The PlayStation Network is finally back online after more than a day of outage. Players were barred from playing most of their games, the majority of which in today’s day and age require an online connection. Sony also issued an apology, but fan fervor is far from quenched.
“Network services have fully recovered from an operational issue,” Sony wrote in a Feb. 9 post on X, apologizing for how the PlayStation Network suffered a total crash and went offline for about 24 hours, thanking players for their patience. In addition, all PlayStation Plus subscribers would “automatically receive an additional five days of service” as compensation for their day-long troubles. However, not all PlayStation players were satisfied with this approach. Not only are they angered by Sony’s lack of communication, but also feel that the five days of extra PS Plus membership are simply “unacceptable” and not enough to make up for the outage.
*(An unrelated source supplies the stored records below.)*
use serde::{Deserialize, Serialize};
use utoipa::ToSchema;
use uuid::Uuid;
use validator::Validate;

use crate::features::assets::models::FileMetadata;
use crate::shared::validation::{ASSET_KEY_TAIL_REGEX, MIME_TYPE_REGEX, SHA256_HEX_REGEX};

/// Maximum number of files accepted in one presign batch
pub const MAX_PRESIGN_BATCH: usize = 100;

/// Key namespace every asset of `owner_id` lives under
pub fn owner_asset_prefix(owner_id: &str) -> String {
    format!("{}/assets/", owner_id)
}

/// Whether `key` is exactly `{owner_id}/assets/{category}/{token}`.
///
/// Dot segments, empty segments and backslashes are rejected so the key cannot
/// resolve to another owner's object once it becomes a URL path.
pub fn is_owned_asset_key(key: &str, owner_id: &str) -> bool {
    let owner_is_segment = !owner_id.is_empty()
        && owner_id != "."
        && owner_id != ".."
        && !owner_id.contains(['/', '\\']);
    owner_is_segment
        && key
            .strip_prefix(&owner_asset_prefix(owner_id))
            .is_some_and(|tail| ASSET_KEY_TAIL_REGEX.is_match(tail))
}

/// Declaration of one file the client is about to upload
#[derive(Debug, Clone, PartialEq, Serialize, Deserialize, Validate, ToSchema)]
#[serde(rename_all = "camelCase")]
pub struct PresignRequestDto {
    /// Storage key derived by the client, `{ownerId}/assets/{category}/{token}`
    #[validate(length(min = 1, max = 1024, message = "key must be between 1 and 1024 characters"))]
    #[schema(example = "user-123/assets/image/0b5c2d1e-7f0a-4c36-9d8e-2f4b8a1c6e90")]
    pub key: String,
    /// Original filename, becomes the asset's initial name
    #[validate(length(min = 1, max = 255, message = "filename must be between 1 and 255 characters"))]
    #[schema(example = "cover.png")]
    pub filename: String,
    #[validate(regex(path = *MIME_TYPE_REGEX, message = "mimeType must look like type/subtype"))]
    #[schema(example = "image/png")]
    pub mime_type: String,
    /// Zero is allowed for empty files
    pub size_bytes: u64,
    /// Hex-encoded SHA-256 of the full file content
    #[validate(regex(path = *SHA256_HEX_REGEX, message = "checksum must be a 64-character hex SHA-256 digest"))]
    pub checksum: String,
}

/// Metadata row paired with the URL the client must PUT the bytes to
#[derive(Debug, Clone, Serialize, Deserialize, ToSchema)]
pub struct PresignedAssetDto {
    pub metadata: FileMetadata,
    #[serde(rename = "uploadURL")]
    pub upload_url: String,
}

/// Update request. Any other FileMetadata fields in the body are ignored.
#[derive(Debug, Clone, Serialize, Deserialize, Validate, ToSchema)]
#[serde(rename_all = "camelCase")]
pub struct UpdateAssetDto {
    pub id: Uuid,
    #[validate(length(min = 1, max = 255, message = "name must be between 1 and 255 characters"))]
    pub name: Option<String>,
    /// Empty string clears the description
    #[validate(length(max = 2000, message = "description must be at most 2000 characters"))]
    pub description: Option<String>,
}

#[derive(Debug, Clone, Serialize, Deserialize, Validate, ToSchema)]
pub struct DeleteAssetDto {
    #[validate(length(min = 1, max = 1024, message = "key is required"))]
    pub key: String,
}

/// Listing response; `files` is empty when storage is not configured
#[derive(Debug, Clone, Serialize, Deserialize, ToSchema)]
#[serde(rename_all = "camelCase")]
pub struct AssetListDto {
    pub files: Vec<FileMetadata>,
    pub storage_configured: bool,
    pub origin: String,
}
use async_trait::async_trait;

use crate::core::error::AppError;

/// Object-storage operations the asset subsystem depends on.
///
/// Implementations translate backend failures into [`AppError::Gateway`] so callers
/// can tell "try again later" apart from request errors.
#[async_trait]
pub trait ObjectStorageGateway: Send + Sync {
    /// Mint a time-limited URL that authorizes exactly one PUT of `size_bytes` bytes
    /// of `mime_type` content whose SHA-256 (hex) is `checksum`.
    async fn mint_upload_url(
        &self,
        key: &str,
        size_bytes: u64,
        mime_type: &str,
        checksum: &str,
    ) -> Result<String, AppError>;

    /// Remove the object at `key`. Removing a missing object succeeds.
    async fn delete_object(&self, key: &str) -> Result<(), AppError>;

    /// Whether an object is stored at `key`.
    async fn object_exists(&self, key: &str) -> Result<bool, AppError>;
}
use serde::{Deserialize, Serialize};
use utoipa::ToSchema;

/// Caller identity resolved from a validated access token.
///
/// `sub` is the owning identity stamped on every asset the caller creates.
#[derive(Debug, Clone, Serialize, Deserialize, ToSchema)]
pub struct AuthenticatedUser {
    pub sub: String,
    /// Token scopes, kept for logging only; assets are scoped by `sub` alone
    #[serde(default)]
    pub scopes: Vec<String>,
}

impl AuthenticatedUser {
    pub fn new(sub: impl Into<String>) -> Self {
        Self {
            sub: sub.into(),
            scopes: Vec::new(),
        }
    }
}
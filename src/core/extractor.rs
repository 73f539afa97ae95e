use axum::{
    body::Body,
    extract::{rejection::JsonRejection, FromRequest, FromRequestParts, Request},
    http::request::Parts,
    response::{IntoResponse, Response},
    Json,
};
use serde::de::DeserializeOwned;

use crate::core::error::AppError;
use crate::features::auth::model::AuthenticatedUser;

/// JSON extractor whose rejections use the asset error envelope.
///
/// Body shape errors (missing field, wrong type) are reported as validation
/// failures; anything that is not JSON at all is a bad request.
pub struct AppJson<T>(pub T);

impl<T, S> FromRequest<S> for AppJson<T>
where
    T: DeserializeOwned,
    S: Send + Sync,
{
    type Rejection = AppJsonRejection;

    async fn from_request(req: Request<Body>, state: &S) -> Result<Self, Self::Rejection> {
        match Json::<T>::from_request(req, state).await {
            Ok(value) => Ok(Self(value.0)),
            Err(rejection) => Err(AppJsonRejection(rejection)),
        }
    }
}

pub struct AppJsonRejection(JsonRejection);

impl From<AppJsonRejection> for AppError {
    fn from(rejection: AppJsonRejection) -> Self {
        match rejection.0 {
            JsonRejection::JsonDataError(err) => AppError::validation(err.body_text()),
            JsonRejection::JsonSyntaxError(err) => {
                AppError::BadRequest(format!("Invalid JSON syntax: {}", err.body_text()))
            }
            JsonRejection::MissingJsonContentType(err) => {
                AppError::BadRequest(format!("Missing JSON content type: {}", err))
            }
            _ => AppError::BadRequest("Failed to parse JSON body".to_string()),
        }
    }
}

impl IntoResponse for AppJsonRejection {
    fn into_response(self) -> Response {
        AppError::from(self).into_response()
    }
}

impl<S> FromRequestParts<S> for AuthenticatedUser
where
    S: Send + Sync,
{
    type Rejection = AppError;

    async fn from_request_parts(parts: &mut Parts, _state: &S) -> Result<Self, Self::Rejection> {
        parts
            .extensions
            .get::<AuthenticatedUser>()
            .cloned()
            .ok_or_else(|| AppError::Unauthorized("Authentication required".to_string()))
    }
}
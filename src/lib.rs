//! Direct-to-object-storage asset uploads.
//!
//! The server half (`features`, `modules`, `core`) presigns uploads, owns asset
//! metadata and reconciles it with storage. The `client` half derives keys,
//! presigns through the API and transfers bytes straight to storage.

pub mod client;
pub mod core;
pub mod features;
pub mod modules;
pub mod shared;
pub mod assets;
pub mod auth;
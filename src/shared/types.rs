use serde::{Deserialize, Serialize};
use utoipa::ToSchema;

/// Envelope shared by every asset endpoint except the listing.
///
/// Successful responses carry `message` and optionally `data`; failures carry
/// `error` and, for validation failures, one entry per offending field in `errors`.
#[derive(Debug, Serialize, Deserialize, ToSchema)]
pub struct ApiResponse<T> {
    #[serde(skip_serializing_if = "Option::is_none")]
    pub message: Option<String>,
    #[serde(skip_serializing_if = "Option::is_none")]
    pub data: Option<T>,
    #[serde(skip_serializing_if = "Option::is_none")]
    pub error: Option<String>,
    #[serde(skip_serializing_if = "Option::is_none")]
    pub errors: Option<Vec<String>>,
}

impl<T> ApiResponse<T> {
    pub fn success(data: Option<T>, message: Option<String>) -> Self {
        Self {
            message,
            data,
            error: None,
            errors: None,
        }
    }

    pub fn error(message: String, errors: Option<Vec<String>>) -> ApiResponse<()> {
        ApiResponse {
            message: None,
            data: None,
            error: Some(message),
            errors,
        }
    }
}
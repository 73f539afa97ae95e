use utoipa::openapi::security::{HttpAuthScheme, HttpBuilder, SecurityScheme};
use utoipa::{Modify, OpenApi};

use crate::features::assets::{dtos as assets_dtos, handlers as assets_handlers, models};
use crate::shared::types::ApiResponse;

#[derive(OpenApi)]
#[openapi(
    paths(
        assets_handlers::presign_assets,
        assets_handlers::update_asset,
        assets_handlers::delete_asset,
        assets_handlers::list_assets,
    ),
    components(
        schemas(
            models::FileMetadata,
            assets_dtos::PresignRequestDto,
            assets_dtos::PresignedAssetDto,
            assets_dtos::UpdateAssetDto,
            assets_dtos::DeleteAssetDto,
            assets_dtos::AssetListDto,
            ApiResponse<Vec<assets_dtos::PresignedAssetDto>>,
            ApiResponse<models::FileMetadata>,
        )
    ),
    tags(
        (name = "assets", description = "Direct-to-storage asset uploads and metadata"),
    ),
    modifiers(&SecurityAddon),
    info(
        title = "Assetdrop API",
        version = "0.1.0",
        description = "Presigned uploads to object storage with server-side asset metadata",
    )
)]
pub struct ApiDoc;

/// Adds Bearer JWT security scheme to OpenAPI spec
struct SecurityAddon;

impl Modify for SecurityAddon {
    fn modify(&self, openapi: &mut utoipa::openapi::OpenApi) {
        if let Some(components) = openapi.components.as_mut() {
            components.add_security_scheme(
                "bearer_auth",
                SecurityScheme::Http(
                    HttpBuilder::new()
                        .scheme(HttpAuthScheme::Bearer)
                        .bearer_format("JWT")
                        .build(),
                ),
            );
        }
    }
}

/// Modifier to override OpenAPI info from config
pub struct SwaggerInfoModifier {
    pub title: String,
    pub version: String,
    pub description: String,
}

impl Modify for SwaggerInfoModifier {
    fn modify(&self, openapi: &mut utoipa::openapi::OpenApi) {
        openapi.info.title = self.title.clone();
        openapi.info.version = self.version.clone();
        openapi.info.description = Some(self.description.clone());
    }
}
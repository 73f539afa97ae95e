//! Storage module for asset objects
//!
//! Defines the gateway the asset feature talks to and its MinIO/S3-compatible
//! implementation, which mints presigned upload URLs and removes objects.

mod gateway;
mod minio_client;

pub use gateway::ObjectStorageGateway;
pub use minio_client::MinIOClient;
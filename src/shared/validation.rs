use lazy_static::lazy_static;
use regex::Regex;
use validator::{ValidationErrors, ValidationErrorsKind};

lazy_static! {
    /// Regex for MIME types of the form `type/subtype`
    /// - Valid: "image/png", "application/vnd.ms-excel", "text/plain; charset=utf-8"
    /// - Invalid: "png", "image/", "/png", "image png"
    pub static ref MIME_TYPE_REGEX: Regex =
        Regex::new(r"^[A-Za-z0-9][A-Za-z0-9!#$&^_.+-]*/[A-Za-z0-9][A-Za-z0-9!#$&^_.+-]*(\s*;.*)?$")
            .unwrap();

    /// Regex for hex-encoded SHA-256 digests (64 hex characters)
    pub static ref SHA256_HEX_REGEX: Regex = Regex::new(r"^[0-9a-fA-F]{64}$").unwrap();

    /// Regex for the part of an asset key after `{owner}/assets/`: `{category}/{token}`
    /// - Valid: "image/0b5c2d1e-7f0a-4c36-9d8e-2f4b8a1c6e90", "application/a"
    /// - Invalid: "../bob", "image/../x", ".hidden/x", "image/a/b", "image\x"
    pub static ref ASSET_KEY_TAIL_REGEX: Regex =
        Regex::new(r"^[a-z0-9][a-z0-9.+-]*/[A-Za-z0-9-]+$").unwrap();
}

/// Flatten `validator` errors into `field: message` strings.
///
/// Field names are reported in their camelCase wire form. `prefix` is prepended to
/// every field name, e.g. `[2].` for the third entry of a batch.
pub fn field_messages(prefix: &str, errors: &ValidationErrors) -> Vec<String> {
    let mut messages = Vec::new();
    for (field, kind) in errors.errors() {
        match kind {
            ValidationErrorsKind::Field(field_errors) => {
                for err in field_errors {
                    let message = err
                        .message
                        .as_ref()
                        .map(|m| m.to_string())
                        .unwrap_or_else(|| err.code.to_string());
                    messages.push(format!("{}{}: {}", prefix, wire_name(field), message));
                }
            }
            ValidationErrorsKind::Struct(inner) => {
                messages.extend(field_messages(&format!("{}{}.", prefix, wire_name(field)), inner));
            }
            ValidationErrorsKind::List(items) => {
                for (index, inner) in items {
                    messages.extend(field_messages(
                        &format!("{}{}[{}].", prefix, wire_name(field), index),
                        inner,
                    ));
                }
            }
        }
    }
    messages.sort();
    messages
}

fn wire_name(field: &str) -> String {
    let mut out = String::with_capacity(field.len());
    let mut upper = false;
    for c in field.chars() {
        if c == '_' {
            upper = true;
        } else if upper {
            out.extend(c.to_uppercase());
            upper = false;
        } else {
            out.push(c);
        }
    }
    out
}

#[cfg(test)]
mod tests {
    use super::*;
    use validator::Validate;

    #[test]
    fn test_mime_type_regex_valid() {
        assert!(MIME_TYPE_REGEX.is_match("image/png"));
        assert!(MIME_TYPE_REGEX.is_match("application/vnd.ms-excel"));
        assert!(MIME_TYPE_REGEX.is_match("image/svg+xml"));
        assert!(MIME_TYPE_REGEX.is_match("text/plain; charset=utf-8"));
    }

    #[test]
    fn test_mime_type_regex_invalid() {
        assert!(!MIME_TYPE_REGEX.is_match("png"));
        assert!(!MIME_TYPE_REGEX.is_match("image/"));
        assert!(!MIME_TYPE_REGEX.is_match("/png"));
        assert!(!MIME_TYPE_REGEX.is_match("image png"));
        assert!(!MIME_TYPE_REGEX.is_match(""));
    }

    #[test]
    fn test_sha256_hex_regex() {
        assert!(SHA256_HEX_REGEX.is_match(&"a".repeat(64)));
        assert!(!SHA256_HEX_REGEX.is_match(&"a".repeat(63)));
        assert!(!SHA256_HEX_REGEX.is_match(&"g".repeat(64)));
    }

    #[test]
    fn test_asset_key_tail_regex() {
        assert!(ASSET_KEY_TAIL_REGEX.is_match("image/0b5c2d1e-7f0a-4c36-9d8e-2f4b8a1c6e90"));
        assert!(ASSET_KEY_TAIL_REGEX.is_match("application/a"));
        assert!(!ASSET_KEY_TAIL_REGEX.is_match("../../bob/assets/image/x"));
        assert!(!ASSET_KEY_TAIL_REGEX.is_match("../x"));
        assert!(!ASSET_KEY_TAIL_REGEX.is_match("./x"));
        assert!(!ASSET_KEY_TAIL_REGEX.is_match("image/.."));
        assert!(!ASSET_KEY_TAIL_REGEX.is_match("image//x"));
        assert!(!ASSET_KEY_TAIL_REGEX.is_match("image/a/b"));
        assert!(!ASSET_KEY_TAIL_REGEX.is_match("image\\x"));
        assert!(!ASSET_KEY_TAIL_REGEX.is_match("Image/x"));
    }

    #[derive(Validate)]
    struct Sample {
        #[validate(length(min = 1, message = "name is required"))]
        name: String,
        #[validate(range(min = 1))]
        size_bytes: u64,
    }

    #[test]
    fn test_field_messages_prefix_and_wire_names() {
        let errors = Sample {
            name: String::new(),
            size_bytes: 0,
        }
        .validate()
        .unwrap_err();
        assert_eq!(
            field_messages("[3].", &errors),
            vec!["[3].name: name is required", "[3].sizeBytes: range"]
        );
    }
}
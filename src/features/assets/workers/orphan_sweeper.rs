use std::sync::Arc;

use chrono::Utc;
use tokio::time::interval;

use crate::core::config::SweeperConfig;
use crate::core::error::{AppError, Result};
use crate::features::assets::repositories::AssetRepository;
use crate::modules::storage::ObjectStorageGateway;

/// Outcome of one sweep pass
#[derive(Debug, Default, Clone, Copy, PartialEq, Eq)]
pub struct SweepStats {
    pub confirmed: usize,
    pub removed: usize,
    pub skipped: usize,
}

/// Background worker reconciling metadata rows with object storage.
///
/// A row is unconfirmed until its object has been seen in storage. Rows still
/// unconfirmed after the grace period either get confirmed (object present) or
/// deleted (upload never landed).
pub struct OrphanSweeper {
    repo: Arc<dyn AssetRepository>,
    gateway: Arc<dyn ObjectStorageGateway>,
    config: SweeperConfig,
}

impl OrphanSweeper {
    pub fn new(
        repo: Arc<dyn AssetRepository>,
        gateway: Arc<dyn ObjectStorageGateway>,
        config: SweeperConfig,
    ) -> Self {
        Self {
            repo,
            gateway,
            config,
        }
    }

    /// Run the sweeper in a background loop
    pub async fn run(&self) {
        tracing::info!(
            "Starting orphan sweeper (interval={:?}, grace={:?})",
            self.config.interval,
            self.config.grace
        );

        let mut interval = interval(self.config.interval);

        loop {
            interval.tick().await;

            match self.sweep_once().await {
                Ok(stats) if stats != SweepStats::default() => {
                    tracing::info!(
                        "Orphan sweep: confirmed={}, removed={}, skipped={}",
                        stats.confirmed,
                        stats.removed,
                        stats.skipped
                    );
                }
                Ok(_) => {}
                Err(e) => tracing::error!("Error during orphan sweep: {:?}", e),
            }
        }
    }

    /// Check every unconfirmed row past the grace period, one page at a time.
    ///
    /// Pages are keyed on `(created_at, id)` so rows whose check keeps failing
    /// are stepped over instead of filling every page.
    pub async fn sweep_once(&self) -> Result<SweepStats> {
        let grace = chrono::Duration::from_std(self.config.grace)
            .map_err(|e| AppError::Internal(format!("Invalid sweep grace period: {}", e)))?;
        let cutoff = Utc::now() - grace;

        let mut stats = SweepStats::default();
        let mut cursor = None;
        loop {
            let page = self
                .repo
                .list_unconfirmed(cutoff, cursor, self.config.batch_size)
                .await?;
            let page_len = page.len();
            cursor = page.last().map(|f| (f.created_at, f.id));

            for file in page {
                match self.gateway.object_exists(&file.key).await {
                    Ok(true) => {
                        self.repo.mark_confirmed(file.id).await?;
                        stats.confirmed += 1;
                    }
                    Ok(false) => {
                        if self.repo.delete_unconfirmed(file.id).await? {
                            tracing::warn!(
                                "Removed orphaned metadata key={} owner={}",
                                file.key,
                                file.owner_id
                            );
                            stats.removed += 1;
                        }
                    }
                    Err(e) => {
                        tracing::warn!("Could not check object key={}: {}", file.key, e);
                        stats.skipped += 1;
                    }
                }
            }

            if cursor.is_none() || (page_len as i64) < self.config.batch_size {
                break;
            }
        }

        Ok(stats)
    }
}
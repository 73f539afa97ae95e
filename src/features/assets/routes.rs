use axum::{routing::post, Router};
use std::sync::Arc;

use crate::features::assets::handlers::{delete_asset, list_assets, presign_assets, update_asset};
use crate::features::assets::services::AssetService;

/// Create routes for the assets feature
pub fn routes(asset_service: Arc<AssetService>) -> Router {
    Router::new()
        .route(
            "/api/assets",
            post(presign_assets)
                .put(update_asset)
                .delete(delete_asset)
                .get(list_assets),
        )
        .with_state(asset_service)
}
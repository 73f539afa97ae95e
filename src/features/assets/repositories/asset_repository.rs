use async_trait::async_trait;
use chrono::{DateTime, Utc};
use sqlx::PgPool;
use uuid::Uuid;

use crate::core::error::{AppError, Result};
use crate::features::assets::models::{FileMetadata, FileMetadataChanges, NewFileMetadata};

/// Persistence for asset metadata. Every mutation a caller can trigger is
/// owner-scoped in its predicate.
#[async_trait]
pub trait AssetRepository: Send + Sync {
    /// Insert all rows or none of them
    async fn insert_batch(&self, rows: Vec<NewFileMetadata>) -> Result<Vec<FileMetadata>>;

    async fn find_by_key(&self, key: &str) -> Result<Option<FileMetadata>>;

    /// Apply `changes` to the row `id` owned by `owner_id`; `None` if no such row
    async fn update_owned(
        &self,
        id: Uuid,
        owner_id: &str,
        changes: FileMetadataChanges,
    ) -> Result<Option<FileMetadata>>;

    /// Delete the row matching both `key` and `owner_id`; `false` if none matched
    async fn delete_owned(&self, key: &str, owner_id: &str) -> Result<bool>;

    /// Newest first
    async fn list_by_owner(&self, owner_id: &str) -> Result<Vec<FileMetadata>>;

    /// Rows never confirmed against storage and created before `older_than`,
    /// ordered by `(created_at, id)` and starting strictly after `after`
    async fn list_unconfirmed(
        &self,
        older_than: DateTime<Utc>,
        after: Option<(DateTime<Utc>, Uuid)>,
        limit: i64,
    ) -> Result<Vec<FileMetadata>>;

    async fn mark_confirmed(&self, id: Uuid) -> Result<()>;

    /// Delete `id` only if it is still unconfirmed
    async fn delete_unconfirmed(&self, id: Uuid) -> Result<bool>;
}

const COLUMNS: &str = "id, key, mime_type, size_bytes, checksum, name, description, \
                       owner_id, created_at, updated_at, confirmed_at";

/// PostgreSQL-backed asset repository
#[derive(Clone)]
pub struct PgAssetRepository {
    pool: PgPool,
}

impl PgAssetRepository {
    pub fn new(pool: PgPool) -> Self {
        Self { pool }
    }
}

fn map_insert_error(err: sqlx::Error) -> AppError {
    match err {
        sqlx::Error::Database(ref db) if db.is_unique_violation() => {
            AppError::Conflict("An asset with this key already exists".to_string())
        }
        other => AppError::Database(other),
    }
}

#[async_trait]
impl AssetRepository for PgAssetRepository {
    async fn insert_batch(&self, rows: Vec<NewFileMetadata>) -> Result<Vec<FileMetadata>> {
        let mut tx = self.pool.begin().await?;
        let mut inserted = Vec::with_capacity(rows.len());

        for row in rows {
            let file = sqlx::query_as::<_, FileMetadata>(&format!(
                r#"
                INSERT INTO assets (key, mime_type, size_bytes, checksum, name, owner_id)
                VALUES ($1, $2, $3, $4, $5, $6)
                RETURNING {COLUMNS}
                "#
            ))
            .bind(&row.key)
            .bind(&row.mime_type)
            .bind(row.size_bytes)
            .bind(&row.checksum)
            .bind(&row.name)
            .bind(&row.owner_id)
            .fetch_one(&mut *tx)
            .await
            .map_err(map_insert_error)?;
            inserted.push(file);
        }

        // Dropping `tx` on an early return rolls the whole batch back
        tx.commit().await?;
        Ok(inserted)
    }

    async fn find_by_key(&self, key: &str) -> Result<Option<FileMetadata>> {
        let file = sqlx::query_as::<_, FileMetadata>(&format!(
            "SELECT {COLUMNS} FROM assets WHERE key = $1"
        ))
        .bind(key)
        .fetch_optional(&self.pool)
        .await?;
        Ok(file)
    }

    async fn update_owned(
        &self,
        id: Uuid,
        owner_id: &str,
        changes: FileMetadataChanges,
    ) -> Result<Option<FileMetadata>> {
        let (set_description, description) = match changes.description {
            Some(description) => (true, description),
            None => (false, None),
        };

        let file = sqlx::query_as::<_, FileMetadata>(&format!(
            r#"
            UPDATE assets
            SET name = COALESCE($3, name),
                description = CASE WHEN $4 THEN $5 ELSE description END,
                updated_at = NOW()
            WHERE id = $1 AND owner_id = $2
            RETURNING {COLUMNS}
            "#
        ))
        .bind(id)
        .bind(owner_id)
        .bind(changes.name)
        .bind(set_description)
        .bind(description)
        .fetch_optional(&self.pool)
        .await?;
        Ok(file)
    }

    async fn delete_owned(&self, key: &str, owner_id: &str) -> Result<bool> {
        let result = sqlx::query("DELETE FROM assets WHERE key = $1 AND owner_id = $2")
            .bind(key)
            .bind(owner_id)
            .execute(&self.pool)
            .await?;
        Ok(result.rows_affected() > 0)
    }

    async fn list_by_owner(&self, owner_id: &str) -> Result<Vec<FileMetadata>> {
        let files = sqlx::query_as::<_, FileMetadata>(&format!(
            "SELECT {COLUMNS} FROM assets WHERE owner_id = $1 ORDER BY created_at DESC, id"
        ))
        .bind(owner_id)
        .fetch_all(&self.pool)
        .await?;
        Ok(files)
    }

    async fn list_unconfirmed(
        &self,
        older_than: DateTime<Utc>,
        after: Option<(DateTime<Utc>, Uuid)>,
        limit: i64,
    ) -> Result<Vec<FileMetadata>> {
        let (after_created_at, after_id) = after.unzip();
        let files = sqlx::query_as::<_, FileMetadata>(&format!(
            r#"
            SELECT {COLUMNS} FROM assets
            WHERE confirmed_at IS NULL AND created_at < $1
              AND ($2::timestamptz IS NULL OR (created_at, id) > ($2, $3::uuid))
            ORDER BY created_at, id
            LIMIT $4
            "#
        ))
        .bind(older_than)
        .bind(after_created_at)
        .bind(after_id)
        .bind(limit)
        .fetch_all(&self.pool)
        .await?;
        Ok(files)
    }

    async fn mark_confirmed(&self, id: Uuid) -> Result<()> {
        sqlx::query("UPDATE assets SET confirmed_at = NOW() WHERE id = $1")
            .bind(id)
            .execute(&self.pool)
            .await?;
        Ok(())
    }

    async fn delete_unconfirmed(&self, id: Uuid) -> Result<bool> {
        let result = sqlx::query("DELETE FROM assets WHERE id = $1 AND confirmed_at IS NULL")
            .bind(id)
            .execute(&self.pool)
            .await?;
        Ok(result.rows_affected() > 0)
    }
}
“That’s like getting a small fry after they mess up your entire order,” said one user in a reply to Sony’s announcement. Others added how the extra five days only for existing members is too little, instead saying Sony should have offered either a free game to members or given out the membership to all users on the platform, not just existing subscribers.
Some, however, cared little for compensation, wishing Sony would have communicated the issue more thoroughly, as the company is known for having these broad network outages that lock people out of their video game libraries. “In all seriousness, things happen but you have to communicate with us,” one user wrote, adding that Sony “failed to do so” and that it should “Get with the program,” and start being more transparent when issues arise.